Saved data entries:
------------
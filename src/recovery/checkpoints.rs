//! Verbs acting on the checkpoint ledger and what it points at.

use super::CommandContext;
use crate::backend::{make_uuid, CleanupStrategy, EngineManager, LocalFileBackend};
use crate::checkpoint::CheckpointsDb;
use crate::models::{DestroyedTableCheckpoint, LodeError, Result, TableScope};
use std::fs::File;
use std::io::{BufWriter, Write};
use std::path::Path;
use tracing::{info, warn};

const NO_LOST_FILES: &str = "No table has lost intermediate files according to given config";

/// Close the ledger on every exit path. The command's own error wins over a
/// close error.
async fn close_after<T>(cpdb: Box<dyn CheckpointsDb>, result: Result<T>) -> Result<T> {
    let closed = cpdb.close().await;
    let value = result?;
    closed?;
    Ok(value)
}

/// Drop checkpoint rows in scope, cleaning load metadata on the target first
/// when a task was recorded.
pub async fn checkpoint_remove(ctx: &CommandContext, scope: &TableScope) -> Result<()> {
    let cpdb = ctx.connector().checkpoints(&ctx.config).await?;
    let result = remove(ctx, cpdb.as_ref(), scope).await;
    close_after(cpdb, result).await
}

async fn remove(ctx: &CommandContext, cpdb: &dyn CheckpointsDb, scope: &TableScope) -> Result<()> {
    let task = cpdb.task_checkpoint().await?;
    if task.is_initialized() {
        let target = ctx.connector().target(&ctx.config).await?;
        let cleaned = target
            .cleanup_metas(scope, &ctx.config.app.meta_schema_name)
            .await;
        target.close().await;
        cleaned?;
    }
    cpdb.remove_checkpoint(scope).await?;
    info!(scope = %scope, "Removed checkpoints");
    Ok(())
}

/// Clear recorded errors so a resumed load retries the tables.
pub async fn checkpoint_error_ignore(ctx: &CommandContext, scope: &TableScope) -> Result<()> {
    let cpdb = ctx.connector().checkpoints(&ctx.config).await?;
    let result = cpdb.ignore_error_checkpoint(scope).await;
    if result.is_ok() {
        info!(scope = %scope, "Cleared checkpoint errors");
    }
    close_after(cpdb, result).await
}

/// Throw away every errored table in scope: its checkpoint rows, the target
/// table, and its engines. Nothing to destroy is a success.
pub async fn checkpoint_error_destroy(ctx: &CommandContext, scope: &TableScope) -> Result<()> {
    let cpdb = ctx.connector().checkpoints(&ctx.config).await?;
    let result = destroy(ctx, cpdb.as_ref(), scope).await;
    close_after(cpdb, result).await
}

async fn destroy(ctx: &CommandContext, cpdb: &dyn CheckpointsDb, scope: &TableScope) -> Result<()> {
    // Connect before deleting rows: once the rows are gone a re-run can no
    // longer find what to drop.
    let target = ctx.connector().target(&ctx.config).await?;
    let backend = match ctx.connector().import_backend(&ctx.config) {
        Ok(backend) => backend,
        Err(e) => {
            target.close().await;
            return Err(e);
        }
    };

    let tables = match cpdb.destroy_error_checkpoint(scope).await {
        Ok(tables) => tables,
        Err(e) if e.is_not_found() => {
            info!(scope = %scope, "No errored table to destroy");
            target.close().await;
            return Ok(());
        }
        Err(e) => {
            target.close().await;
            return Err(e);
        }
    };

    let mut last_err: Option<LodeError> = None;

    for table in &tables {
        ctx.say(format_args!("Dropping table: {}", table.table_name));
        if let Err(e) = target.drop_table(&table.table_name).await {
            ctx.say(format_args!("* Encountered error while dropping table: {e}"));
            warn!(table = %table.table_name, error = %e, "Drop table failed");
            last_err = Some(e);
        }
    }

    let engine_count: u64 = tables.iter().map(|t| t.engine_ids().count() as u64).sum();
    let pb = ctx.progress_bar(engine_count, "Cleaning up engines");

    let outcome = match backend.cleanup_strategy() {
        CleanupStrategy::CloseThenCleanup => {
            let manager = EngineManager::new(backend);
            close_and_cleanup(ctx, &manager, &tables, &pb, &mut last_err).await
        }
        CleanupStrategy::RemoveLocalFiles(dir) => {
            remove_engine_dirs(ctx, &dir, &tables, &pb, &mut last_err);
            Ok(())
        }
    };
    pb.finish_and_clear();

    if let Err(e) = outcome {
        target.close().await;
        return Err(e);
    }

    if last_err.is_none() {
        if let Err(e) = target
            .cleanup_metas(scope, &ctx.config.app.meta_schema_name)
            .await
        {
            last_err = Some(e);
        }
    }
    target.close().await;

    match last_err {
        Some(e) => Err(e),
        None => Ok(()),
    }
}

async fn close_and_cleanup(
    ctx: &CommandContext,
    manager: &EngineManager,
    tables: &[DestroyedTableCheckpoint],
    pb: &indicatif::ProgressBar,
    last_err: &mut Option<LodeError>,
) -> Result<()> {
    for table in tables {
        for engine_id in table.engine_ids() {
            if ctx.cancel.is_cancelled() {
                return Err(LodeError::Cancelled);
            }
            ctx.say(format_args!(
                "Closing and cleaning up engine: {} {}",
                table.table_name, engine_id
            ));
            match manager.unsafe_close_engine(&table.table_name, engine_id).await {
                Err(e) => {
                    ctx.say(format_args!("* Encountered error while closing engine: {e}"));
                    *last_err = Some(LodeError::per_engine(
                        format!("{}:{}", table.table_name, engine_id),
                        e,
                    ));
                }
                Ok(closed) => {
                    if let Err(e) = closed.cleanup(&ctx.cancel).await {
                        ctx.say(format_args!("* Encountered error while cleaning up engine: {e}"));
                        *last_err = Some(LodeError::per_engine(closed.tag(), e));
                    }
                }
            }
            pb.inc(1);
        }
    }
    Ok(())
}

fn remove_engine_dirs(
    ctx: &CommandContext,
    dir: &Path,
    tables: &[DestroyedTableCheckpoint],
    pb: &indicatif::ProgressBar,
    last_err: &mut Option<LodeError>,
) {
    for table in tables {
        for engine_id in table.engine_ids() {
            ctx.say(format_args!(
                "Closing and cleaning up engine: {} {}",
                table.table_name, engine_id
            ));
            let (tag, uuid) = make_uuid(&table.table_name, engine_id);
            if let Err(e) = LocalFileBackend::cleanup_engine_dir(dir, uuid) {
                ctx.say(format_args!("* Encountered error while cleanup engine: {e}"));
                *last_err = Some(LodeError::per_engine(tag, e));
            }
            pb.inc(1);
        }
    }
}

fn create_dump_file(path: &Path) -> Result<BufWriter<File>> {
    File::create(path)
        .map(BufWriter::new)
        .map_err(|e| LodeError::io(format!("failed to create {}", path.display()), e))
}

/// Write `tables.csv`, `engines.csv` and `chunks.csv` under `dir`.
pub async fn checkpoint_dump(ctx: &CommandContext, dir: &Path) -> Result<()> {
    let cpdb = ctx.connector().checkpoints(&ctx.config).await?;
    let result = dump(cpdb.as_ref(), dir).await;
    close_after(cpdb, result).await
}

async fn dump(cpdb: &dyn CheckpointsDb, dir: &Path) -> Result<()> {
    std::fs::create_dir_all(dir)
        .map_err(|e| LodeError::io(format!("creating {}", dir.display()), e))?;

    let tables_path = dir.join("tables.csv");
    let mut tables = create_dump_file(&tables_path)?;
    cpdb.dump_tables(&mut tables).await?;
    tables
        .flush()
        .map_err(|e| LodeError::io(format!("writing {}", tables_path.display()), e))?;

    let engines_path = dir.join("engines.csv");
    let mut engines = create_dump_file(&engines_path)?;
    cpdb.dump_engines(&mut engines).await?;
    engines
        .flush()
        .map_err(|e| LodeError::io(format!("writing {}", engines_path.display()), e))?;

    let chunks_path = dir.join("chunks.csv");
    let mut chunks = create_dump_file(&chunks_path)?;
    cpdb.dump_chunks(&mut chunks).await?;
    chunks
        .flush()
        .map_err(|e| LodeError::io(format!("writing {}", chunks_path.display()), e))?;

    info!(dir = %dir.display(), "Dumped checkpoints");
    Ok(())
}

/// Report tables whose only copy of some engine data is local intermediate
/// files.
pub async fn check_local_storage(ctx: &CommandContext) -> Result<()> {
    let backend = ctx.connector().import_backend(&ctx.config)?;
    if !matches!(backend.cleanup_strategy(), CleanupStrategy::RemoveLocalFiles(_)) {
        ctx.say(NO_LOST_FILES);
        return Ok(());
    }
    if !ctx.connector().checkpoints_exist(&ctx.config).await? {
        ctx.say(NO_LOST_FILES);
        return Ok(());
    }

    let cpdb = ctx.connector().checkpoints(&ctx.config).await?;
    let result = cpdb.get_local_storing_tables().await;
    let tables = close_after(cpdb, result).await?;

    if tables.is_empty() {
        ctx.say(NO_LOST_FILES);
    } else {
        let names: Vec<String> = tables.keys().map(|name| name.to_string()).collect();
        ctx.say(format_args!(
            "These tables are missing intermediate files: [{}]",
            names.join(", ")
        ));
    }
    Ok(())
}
------------
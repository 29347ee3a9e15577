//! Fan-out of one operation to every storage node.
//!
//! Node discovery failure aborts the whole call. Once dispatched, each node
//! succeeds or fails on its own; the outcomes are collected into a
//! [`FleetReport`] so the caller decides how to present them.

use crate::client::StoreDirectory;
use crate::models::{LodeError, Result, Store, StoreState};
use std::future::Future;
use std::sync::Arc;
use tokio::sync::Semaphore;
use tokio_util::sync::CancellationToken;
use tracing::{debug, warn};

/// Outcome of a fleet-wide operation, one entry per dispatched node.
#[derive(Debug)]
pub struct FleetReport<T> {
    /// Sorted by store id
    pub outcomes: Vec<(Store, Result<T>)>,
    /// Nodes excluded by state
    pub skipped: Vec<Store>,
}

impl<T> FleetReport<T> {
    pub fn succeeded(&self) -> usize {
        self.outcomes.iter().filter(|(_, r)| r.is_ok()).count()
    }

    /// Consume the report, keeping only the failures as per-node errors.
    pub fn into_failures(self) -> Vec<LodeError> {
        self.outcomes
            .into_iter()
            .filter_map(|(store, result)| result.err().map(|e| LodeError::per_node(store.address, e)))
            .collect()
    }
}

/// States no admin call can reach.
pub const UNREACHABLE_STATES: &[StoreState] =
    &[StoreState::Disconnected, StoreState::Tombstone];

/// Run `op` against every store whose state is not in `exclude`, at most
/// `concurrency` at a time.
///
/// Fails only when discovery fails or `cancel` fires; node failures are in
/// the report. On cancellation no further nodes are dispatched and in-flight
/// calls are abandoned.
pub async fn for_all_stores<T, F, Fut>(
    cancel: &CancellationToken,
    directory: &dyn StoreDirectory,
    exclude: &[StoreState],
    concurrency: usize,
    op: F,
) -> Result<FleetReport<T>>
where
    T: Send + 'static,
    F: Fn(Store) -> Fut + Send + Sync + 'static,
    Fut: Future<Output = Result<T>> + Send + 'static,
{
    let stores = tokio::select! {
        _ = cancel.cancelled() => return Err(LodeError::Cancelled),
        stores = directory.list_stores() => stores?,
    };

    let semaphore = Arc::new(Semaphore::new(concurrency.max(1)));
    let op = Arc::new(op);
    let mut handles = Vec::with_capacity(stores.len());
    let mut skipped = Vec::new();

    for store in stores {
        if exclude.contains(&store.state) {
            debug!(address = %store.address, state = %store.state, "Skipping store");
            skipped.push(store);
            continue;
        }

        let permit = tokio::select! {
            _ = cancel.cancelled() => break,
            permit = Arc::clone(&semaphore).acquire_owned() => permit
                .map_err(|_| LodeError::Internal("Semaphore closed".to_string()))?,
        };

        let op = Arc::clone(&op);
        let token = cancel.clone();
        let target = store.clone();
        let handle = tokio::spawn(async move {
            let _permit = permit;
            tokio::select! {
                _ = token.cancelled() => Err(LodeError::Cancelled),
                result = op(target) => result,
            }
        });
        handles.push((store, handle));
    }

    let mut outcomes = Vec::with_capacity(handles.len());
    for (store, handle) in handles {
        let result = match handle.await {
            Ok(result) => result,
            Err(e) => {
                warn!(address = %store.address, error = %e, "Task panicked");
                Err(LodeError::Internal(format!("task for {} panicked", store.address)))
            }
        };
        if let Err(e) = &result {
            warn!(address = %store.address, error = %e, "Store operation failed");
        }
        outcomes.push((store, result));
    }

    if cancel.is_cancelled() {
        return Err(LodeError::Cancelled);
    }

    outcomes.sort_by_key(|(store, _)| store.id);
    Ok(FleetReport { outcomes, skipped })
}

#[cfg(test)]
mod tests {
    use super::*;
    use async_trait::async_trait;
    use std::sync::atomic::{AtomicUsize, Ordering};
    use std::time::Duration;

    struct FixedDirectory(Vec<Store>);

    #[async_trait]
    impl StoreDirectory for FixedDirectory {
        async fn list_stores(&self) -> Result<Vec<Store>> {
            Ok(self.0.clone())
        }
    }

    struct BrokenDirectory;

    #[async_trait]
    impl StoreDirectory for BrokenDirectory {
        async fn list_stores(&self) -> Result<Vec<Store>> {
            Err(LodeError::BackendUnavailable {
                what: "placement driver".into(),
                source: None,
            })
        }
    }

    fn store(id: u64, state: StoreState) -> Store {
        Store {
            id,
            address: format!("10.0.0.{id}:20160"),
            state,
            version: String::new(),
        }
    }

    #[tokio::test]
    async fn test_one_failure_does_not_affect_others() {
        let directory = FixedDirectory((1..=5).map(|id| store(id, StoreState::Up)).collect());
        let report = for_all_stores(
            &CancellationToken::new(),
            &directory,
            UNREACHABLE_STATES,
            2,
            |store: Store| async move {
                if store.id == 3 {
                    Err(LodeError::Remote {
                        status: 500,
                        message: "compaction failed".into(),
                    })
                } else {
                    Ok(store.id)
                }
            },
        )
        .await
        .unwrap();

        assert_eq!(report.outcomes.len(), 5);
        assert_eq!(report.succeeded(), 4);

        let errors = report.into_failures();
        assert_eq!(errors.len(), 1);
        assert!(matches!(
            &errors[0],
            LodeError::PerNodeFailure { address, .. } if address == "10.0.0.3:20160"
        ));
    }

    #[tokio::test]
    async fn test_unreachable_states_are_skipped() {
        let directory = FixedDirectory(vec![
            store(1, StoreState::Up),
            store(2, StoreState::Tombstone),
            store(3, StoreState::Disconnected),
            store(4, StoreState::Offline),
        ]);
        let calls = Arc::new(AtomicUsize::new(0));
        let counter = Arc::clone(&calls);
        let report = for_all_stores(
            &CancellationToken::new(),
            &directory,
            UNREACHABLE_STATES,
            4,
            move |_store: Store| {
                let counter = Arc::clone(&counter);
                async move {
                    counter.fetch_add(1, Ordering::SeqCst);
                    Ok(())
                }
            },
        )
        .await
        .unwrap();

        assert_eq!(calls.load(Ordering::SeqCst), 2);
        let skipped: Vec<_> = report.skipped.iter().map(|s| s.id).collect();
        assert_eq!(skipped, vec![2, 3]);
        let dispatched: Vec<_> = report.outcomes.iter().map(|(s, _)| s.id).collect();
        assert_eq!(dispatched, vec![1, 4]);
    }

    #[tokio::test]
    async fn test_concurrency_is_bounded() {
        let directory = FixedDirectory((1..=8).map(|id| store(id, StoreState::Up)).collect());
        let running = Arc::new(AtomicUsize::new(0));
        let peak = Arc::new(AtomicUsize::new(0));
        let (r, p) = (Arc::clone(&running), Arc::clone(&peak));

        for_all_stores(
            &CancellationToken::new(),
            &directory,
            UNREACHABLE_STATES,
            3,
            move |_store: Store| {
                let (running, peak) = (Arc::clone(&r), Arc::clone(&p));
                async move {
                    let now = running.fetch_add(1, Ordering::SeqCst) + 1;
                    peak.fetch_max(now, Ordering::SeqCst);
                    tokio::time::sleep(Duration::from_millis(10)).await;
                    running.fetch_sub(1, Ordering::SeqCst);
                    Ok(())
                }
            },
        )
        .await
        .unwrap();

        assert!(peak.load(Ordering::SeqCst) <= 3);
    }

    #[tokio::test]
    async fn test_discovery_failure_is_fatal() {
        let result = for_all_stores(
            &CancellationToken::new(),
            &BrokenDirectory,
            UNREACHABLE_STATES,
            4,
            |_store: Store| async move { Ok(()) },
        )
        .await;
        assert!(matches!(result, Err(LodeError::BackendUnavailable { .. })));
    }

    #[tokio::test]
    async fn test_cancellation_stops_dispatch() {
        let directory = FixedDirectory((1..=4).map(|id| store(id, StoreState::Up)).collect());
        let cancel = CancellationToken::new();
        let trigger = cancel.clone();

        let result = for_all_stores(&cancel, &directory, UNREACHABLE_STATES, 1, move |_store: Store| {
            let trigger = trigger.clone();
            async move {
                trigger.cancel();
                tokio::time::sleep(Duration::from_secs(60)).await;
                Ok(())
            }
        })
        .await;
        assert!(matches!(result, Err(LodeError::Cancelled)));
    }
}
------------
What you need to do:
Take exactly the lines from the one containing "filename src/recovery/checkpoints.rs" through the one containing "async fn close_after<T>(cpdb: Box<dyn" in the data above, and output them with nothing added.

Response to the exercise:
filename src/recovery/checkpoints.rs
//! Verbs acting on the checkpoint ledger and what it points at.

use super::CommandContext;
use crate::backend::{make_uuid, CleanupStrategy, EngineManager, LocalFileBackend};
use crate::checkpoint::CheckpointsDb;
use crate::models::{DestroyedTableCheckpoint, LodeError, Result, TableScope};
use std::fs::File;
use std::io::{BufWriter, Write};
use std::path::Path;
use tracing::{info, warn};

const NO_LOST_FILES: &str = "No table has lost intermediate files according to given config";

/// Close the ledger on every exit path. The command's own error wins over a
/// close error.
async fn close_after<T>(cpdb: Box<dyn CheckpointsDb>, result: Result<T>) -> Result<T> {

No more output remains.